## What is required
Of the entries below, copy only those lines that contain the word "TaskRepository".

[Dataset items]

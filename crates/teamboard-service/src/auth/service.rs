//! Account registration and credential login.

use std::sync::Arc;

use chrono::{DateTime, Utc};
use serde::{Deserialize, Serialize};
use tracing::{info, warn};

use teamboard_auth::jwt::JwtEncoder;
use teamboard_auth::password::{PasswordHasher, PasswordValidator};
use teamboard_core::error::AppError;
use teamboard_core::result::AppResult;
use teamboard_database::repositories::UserRepository;
use teamboard_entity::user::{CreateUser, User};

use crate::text;

/// Handles registration and login, issuing access tokens.
#[derive(Clone)]
pub struct AuthService {
    users: Arc<dyn UserRepository>,
    hasher: Arc<PasswordHasher>,
    validator: Arc<PasswordValidator>,
    encoder: Arc<JwtEncoder>,
}

/// New account data.
#[derive(Debug, Clone, Serialize, Deserialize)]
#[serde(rename_all = "camelCase")]
pub struct RegisterRequest {
    /// Login email.
    pub email: String,
    /// Plaintext password.
    pub password: String,
    /// Display name.
    pub full_name: String,
}

/// Credentials for login.
#[derive(Debug, Clone, Serialize, Deserialize)]
#[serde(rename_all = "camelCase")]
pub struct LoginRequest {
    /// Login email.
    pub email: String,
    /// Plaintext password.
    pub password: String,
}

/// Token issued after a successful registration or login.
#[derive(Debug, Clone, Serialize, Deserialize)]
#[serde(rename_all = "camelCase")]
pub struct AuthResponse {
    /// Bearer token.
    pub token: String,
    /// Account email.
    pub email: String,
    /// Display name.
    pub full_name: String,
    /// Token expiry.
    pub expires_at: DateTime<Utc>,
}

impl AuthService {
    /// Creates a new auth service.
    pub fn new(
        users: Arc<dyn UserRepository>,
        hasher: Arc<PasswordHasher>,
        validator: Arc<PasswordValidator>,
        encoder: Arc<JwtEncoder>,
    ) -> Self {
        Self {
            users,
            hasher,
            validator,
            encoder,
        }
    }

    /// Creates an account and signs the new user in.
    pub async fn register(&self, req: RegisterRequest) -> AppResult<AuthResponse> {
        let email = text::email(&req.email)?;
        let full_name = text::required("Full name", &req.full_name, 200)?;
        self.validator
            .validate(&req.password, &[email.as_str(), full_name.as_str()])?;

        if self.users.find_by_email(&email).await?.is_some() {
            return Err(AppError::conflict(format!(
                "Email '{email}' is already registered"
            )));
        }

        let password_hash = self.hasher.hash_password(&req.password)?;
        let user = self
            .users
            .create(CreateUser {
                email,
                password_hash,
                full_name,
            })
            .await?;

        info!(user_id = %user.id, "User registered");

        self.issue(&user)
    }

    /// Verifies credentials and issues a token.
    ///
    /// Unknown emails and wrong passwords fail with the same message.
    pub async fn login(&self, req: LoginRequest) -> AppResult<AuthResponse> {
        let invalid = || AppError::authentication("Invalid email or password");

        let user = match self.users.find_by_email(req.email.trim()).await? {
            Some(user) => user,
            None => {
                warn!("Login attempt for unknown email");
                return Err(invalid());
            }
        };

        if !self.hasher.verify_password(&req.password, &user.password_hash)? {
            warn!(user_id = %user.id, "Login failed: wrong password");
            return Err(invalid());
        }

        info!(user_id = %user.id, "User logged in");

        self.issue(&user)
    }

    fn issue(&self, user: &User) -> AppResult<AuthResponse> {
        let issued = self.encoder.issue(user.id, &user.email)?;
        Ok(AuthResponse {
            token: issued.token,
            email: user.email.clone(),
            full_name: user.full_name.clone(),
            expires_at: issued.expires_at,
        })
    }
}
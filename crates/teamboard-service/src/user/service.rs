//! User self-service operations: profile viewing and editing.

use std::sync::Arc;

use serde::{Deserialize, Serialize};
use tracing::info;

use teamboard_core::error::AppError;
use teamboard_core::result::AppResult;
use teamboard_database::repositories::UserRepository;
use teamboard_entity::user::{UpdateUserProfile, User};

use crate::context::RequestContext;
use crate::text;

/// Handles user self-service operations.
#[derive(Clone)]
pub struct UserService {
    users: Arc<dyn UserRepository>,
}

/// Data for updating a user's own profile.
#[derive(Debug, Clone, Default, Serialize, Deserialize)]
#[serde(rename_all = "camelCase")]
pub struct UpdateProfileRequest {
    /// New display name.
    pub full_name: Option<String>,
    /// New avatar URL; an empty string clears it.
    pub avatar_url: Option<String>,
}

impl UserService {
    /// Creates a new user service.
    pub fn new(users: Arc<dyn UserRepository>) -> Self {
        Self { users }
    }

    /// Gets the current user's profile.
    pub async fn get_profile(&self, ctx: &RequestContext) -> AppResult<User> {
        self.users
            .find_by_id(ctx.user_id)
            .await?
            .ok_or_else(|| AppError::not_found("User not found"))
    }

    /// Updates the current user's profile fields.
    pub async fn update_profile(
        &self,
        ctx: &RequestContext,
        req: UpdateProfileRequest,
    ) -> AppResult<User> {
        let full_name = req
            .full_name
            .map(|name| text::required("Full name", &name, 200))
            .transpose()?;
        let custom_avatar_url = req.avatar_url.map(|url| {
            let url = url.trim();
            (!url.is_empty()).then(|| url.to_string())
        });

        let user = self
            .users
            .update_profile(
                ctx.user_id,
                UpdateUserProfile {
                    full_name,
                    custom_avatar_url,
                },
            )
            .await?;

        info!(user_id = %ctx.user_id, "Profile updated");

        Ok(user)
    }
}
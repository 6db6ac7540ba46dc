//! Team invites.

pub mod service;

pub use service::InviteService;
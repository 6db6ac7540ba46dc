//! Dashboard summary cards.

pub mod service;

pub use service::{CardRequest, CardService};
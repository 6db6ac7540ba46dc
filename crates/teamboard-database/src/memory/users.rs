use async_trait::async_trait;
use chrono::Utc;
use dashmap::mapref::entry::Entry;
use uuid::Uuid;

use teamboard_core::error::AppError;
use teamboard_core::result::AppResult;
use teamboard_entity::user::{CreateUser, UpdateUserProfile, User};

use super::MemoryStore;
use crate::repositories::UserRepository;

#[async_trait]
impl UserRepository for MemoryStore {
    async fn create(&self, data: CreateUser) -> AppResult<User> {
        match self.emails.entry(data.email.to_lowercase()) {
            Entry::Occupied(_) => Err(AppError::conflict(format!(
                "Email '{}' is already registered",
                data.email
            ))),
            Entry::Vacant(slot) => {
                let now = Utc::now();
                let user = User {
                    id: Uuid::new_v4(),
                    email: data.email,
                    password_hash: data.password_hash,
                    full_name: data.full_name,
                    custom_avatar_url: None,
                    created_at: now,
                    updated_at: now,
                };
                slot.insert(user.id);
                self.users.insert(user.id, user.clone());
                Ok(user)
            }
        }
    }

    async fn find_by_id(&self, id: Uuid) -> AppResult<Option<User>> {
        Ok(self.users.get(&id).map(|u| u.clone()))
    }

    async fn find_by_email(&self, email: &str) -> AppResult<Option<User>> {
        let id = self.emails.get(&email.trim().to_lowercase()).map(|id| *id);
        Ok(id.and_then(|id| self.users.get(&id).map(|u| u.clone())))
    }

    async fn update_profile(&self, id: Uuid, data: UpdateUserProfile) -> AppResult<User> {
        let mut user = self
            .users
            .get_mut(&id)
            .ok_or_else(|| AppError::not_found(format!("User {id} not found")))?;
        if let Some(full_name) = data.full_name {
            user.full_name = full_name;
        }
        if let Some(avatar) = data.custom_avatar_url {
            user.custom_avatar_url = avatar;
        }
        user.updated_at = Utc::now();
        Ok(user.clone())
    }
}
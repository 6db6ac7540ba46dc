use async_trait::async_trait;
use uuid::Uuid;

use teamboard_core::error::AppError;
use teamboard_core::result::AppResult;
use teamboard_entity::board::BoardScope;
use teamboard_entity::card::Card;
use teamboard_entity::column::BoardColumn;
use teamboard_entity::task::Task;

use super::MemoryStore;
use crate::repositories::{CardRepository, ColumnRepository, TaskRepository};

#[async_trait]
impl TaskRepository for MemoryStore {
    async fn insert(&self, task: Task) -> AppResult<Task> {
        self.tasks.insert(task.id, task.clone());
        Ok(task)
    }

    async fn find(&self, board: &BoardScope, id: Uuid) -> AppResult<Option<Task>> {
        Ok(self
            .tasks
            .get(&id)
            .filter(|t| t.is_on(board))
            .map(|t| t.clone()))
    }

    async fn list(&self, board: &BoardScope) -> AppResult<Vec<Task>> {
        let mut tasks: Vec<Task> = self
            .tasks
            .iter()
            .filter(|t| t.is_on(board))
            .map(|t| t.clone())
            .collect();
        tasks.sort_by(|a, b| b.created_at.cmp(&a.created_at));
        Ok(tasks)
    }

    async fn list_by_column(&self, board: &BoardScope, column_id: &str) -> AppResult<Vec<Task>> {
        let mut tasks: Vec<Task> = self
            .tasks
            .iter()
            .filter(|t| t.is_on(board) && t.column_id == column_id)
            .map(|t| t.clone())
            .collect();
        tasks.sort_by_key(|t| t.created_at);
        Ok(tasks)
    }

    async fn save(&self, task: Task) -> AppResult<Task> {
        let mut stored = self
            .tasks
            .get_mut(&task.id)
            .ok_or_else(|| AppError::not_found(format!("Task {} not found", task.id)))?;
        *stored = task.clone();
        Ok(task)
    }

    async fn delete(&self, board: &BoardScope, id: Uuid) -> AppResult<bool> {
        Ok(self.tasks.remove_if(&id, |_, t| t.is_on(board)).is_some())
    }
}

fn sorted(mut columns: Vec<BoardColumn>) -> Vec<BoardColumn> {
    columns.sort_by(|a, b| {
        a.position
            .cmp(&b.position)
            .then(a.created_at.cmp(&b.created_at))
    });
    columns
}

#[async_trait]
impl ColumnRepository for MemoryStore {
    async fn list(&self, board_key: &str) -> AppResult<Vec<BoardColumn>> {
        let columns = self
            .columns
            .get(board_key)
            .map(|c| c.clone())
            .unwrap_or_default();
        Ok(sorted(columns))
    }

    async fn seed(&self, board_key: &str, columns: Vec<BoardColumn>) -> AppResult<Vec<BoardColumn>> {
        let mut board = self.columns.entry(board_key.to_string()).or_default();
        if board.is_empty() {
            *board = columns;
        }
        Ok(sorted(board.clone()))
    }

    async fn find(&self, board_key: &str, id: &str) -> AppResult<Option<BoardColumn>> {
        Ok(self
            .columns
            .get(board_key)
            .and_then(|c| c.iter().find(|col| col.id == id).cloned()))
    }

    async fn insert(&self, column: BoardColumn) -> AppResult<BoardColumn> {
        let mut board = self.columns.entry(column.board_key.clone()).or_default();
        if board.iter().any(|c| c.id == column.id) {
            return Err(AppError::conflict(format!(
                "Column '{}' already exists",
                column.id
            )));
        }
        board.push(column.clone());
        Ok(column)
    }

    async fn save(&self, column: BoardColumn) -> AppResult<BoardColumn> {
        let mut board = self
            .columns
            .get_mut(&column.board_key)
            .ok_or_else(|| AppError::not_found(format!("Column '{}' not found", column.id)))?;
        let stored = board
            .iter_mut()
            .find(|c| c.id == column.id)
            .ok_or_else(|| AppError::not_found(format!("Column '{}' not found", column.id)))?;
        *stored = column.clone();
        Ok(column)
    }

    async fn delete(&self, board_key: &str, id: &str) -> AppResult<bool> {
        let Some(mut board) = self.columns.get_mut(board_key) else {
            return Ok(false);
        };
        let before = board.len();
        board.retain(|c| c.id != id);
        Ok(board.len() < before)
    }

    async fn set_positions(&self, board_key: &str, positions: &[(String, i32)]) -> AppResult<()> {
        if let Some(mut board) = self.columns.get_mut(board_key) {
            for column in board.iter_mut() {
                if let Some((_, position)) = positions.iter().find(|(id, _)| *id == column.id) {
                    column.position = *position;
                }
            }
        }
        Ok(())
    }
}

#[async_trait]
impl CardRepository for MemoryStore {
    async fn list(&self, user_id: Uuid) -> AppResult<Vec<Card>> {
        let mut cards: Vec<Card> = self
            .cards
            .iter()
            .filter(|c| c.user_id == user_id)
            .map(|c| c.clone())
            .collect();
        cards.sort_by_key(|c| c.created_at);
        Ok(cards)
    }

    async fn find(&self, user_id: Uuid, id: Uuid) -> AppResult<Option<Card>> {
        Ok(self
            .cards
            .get(&id)
            .filter(|c| c.user_id == user_id)
            .map(|c| c.clone()))
    }

    async fn insert(&self, card: Card) -> AppResult<Card> {
        self.cards.insert(card.id, card.clone());
        Ok(card)
    }

    async fn save(&self, card: Card) -> AppResult<Card> {
        let mut stored = self
            .cards
            .get_mut(&card.id)
            .filter(|c| c.user_id == card.user_id)
            .ok_or_else(|| AppError::not_found(format!("Card {} not found", card.id)))?;
        *stored = card.clone();
        Ok(card)
    }

    async fn delete(&self, user_id: Uuid, id: Uuid) -> AppResult<bool> {
        Ok(self
            .cards
            .remove_if(&id, |_, c| c.user_id == user_id)
            .is_some())
    }
}
//! Per-member scope grants.

use chrono::{DateTime, Utc};
use serde::{Deserialize, Serialize};
use sqlx::FromRow;
use std::fmt;
use std::str::FromStr;
use uuid::Uuid;

use teamboard_core::AppError;

/// Whether a grant allows or denies its scope.
#[derive(Debug, Clone, Copy, PartialEq, Eq, Hash, Serialize, Deserialize, sqlx::Type)]
#[sqlx(type_name = "grant_type")]
pub enum GrantType {
    /// Permits the scope.
    Allow,
    /// Recorded but not evaluated by the access check.
    Deny,
}

impl GrantType {
    /// Return the grant type name as serialized on the wire.
    pub fn as_str(&self) -> &'static str {
        match self {
            Self::Allow => "Allow",
            Self::Deny => "Deny",
        }
    }
}

impl fmt::Display for GrantType {
    fn fmt(&self, f: &mut fmt::Formatter<'_>) -> fmt::Result {
        write!(f, "{}", self.as_str())
    }
}

impl FromStr for GrantType {
    type Err = AppError;

    fn from_str(s: &str) -> Result<Self, Self::Err> {
        match s.trim().to_lowercase().as_str() {
            "allow" => Ok(Self::Allow),
            "deny" => Ok(Self::Deny),
            _ => Err(AppError::validation(format!(
                "Invalid grant type: '{s}'. Expected Allow or Deny"
            ))),
        }
    }
}

/// A `(scope, Allow|Deny)` pair attached to one team member.
///
/// Scopes are free-form strings such as `"documents:write"`.
#[derive(Debug, Clone, PartialEq, Eq, Serialize, Deserialize, FromRow)]
#[serde(rename_all = "camelCase")]
pub struct TeamRoleGrant {
    /// Unique grant identifier.
    pub id: Uuid,
    /// The member holding the grant.
    pub team_member_id: Uuid,
    /// Permission scope.
    pub scope: String,
    /// Allow or Deny.
    pub grant_type: GrantType,
    /// When the grant was created or last replaced.
    pub created_at: DateTime<Utc>,
}

impl TeamRoleGrant {
    /// Build a new grant for a member.
    pub fn new(team_member_id: Uuid, scope: impl Into<String>, grant_type: GrantType) -> Self {
        Self {
            id: Uuid::new_v4(),
            team_member_id,
            scope: scope.into(),
            grant_type,
            created_at: Utc::now(),
        }
    }

    /// Shorthand for an Allow grant.
    pub fn allow(team_member_id: Uuid, scope: impl Into<String>) -> Self {
        Self::new(team_member_id, scope, GrantType::Allow)
    }
}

## Response to this exercise
use crate::repositories::{CardRepository, ColumnRepository, TaskRepository};
impl TaskRepository for MemoryStore {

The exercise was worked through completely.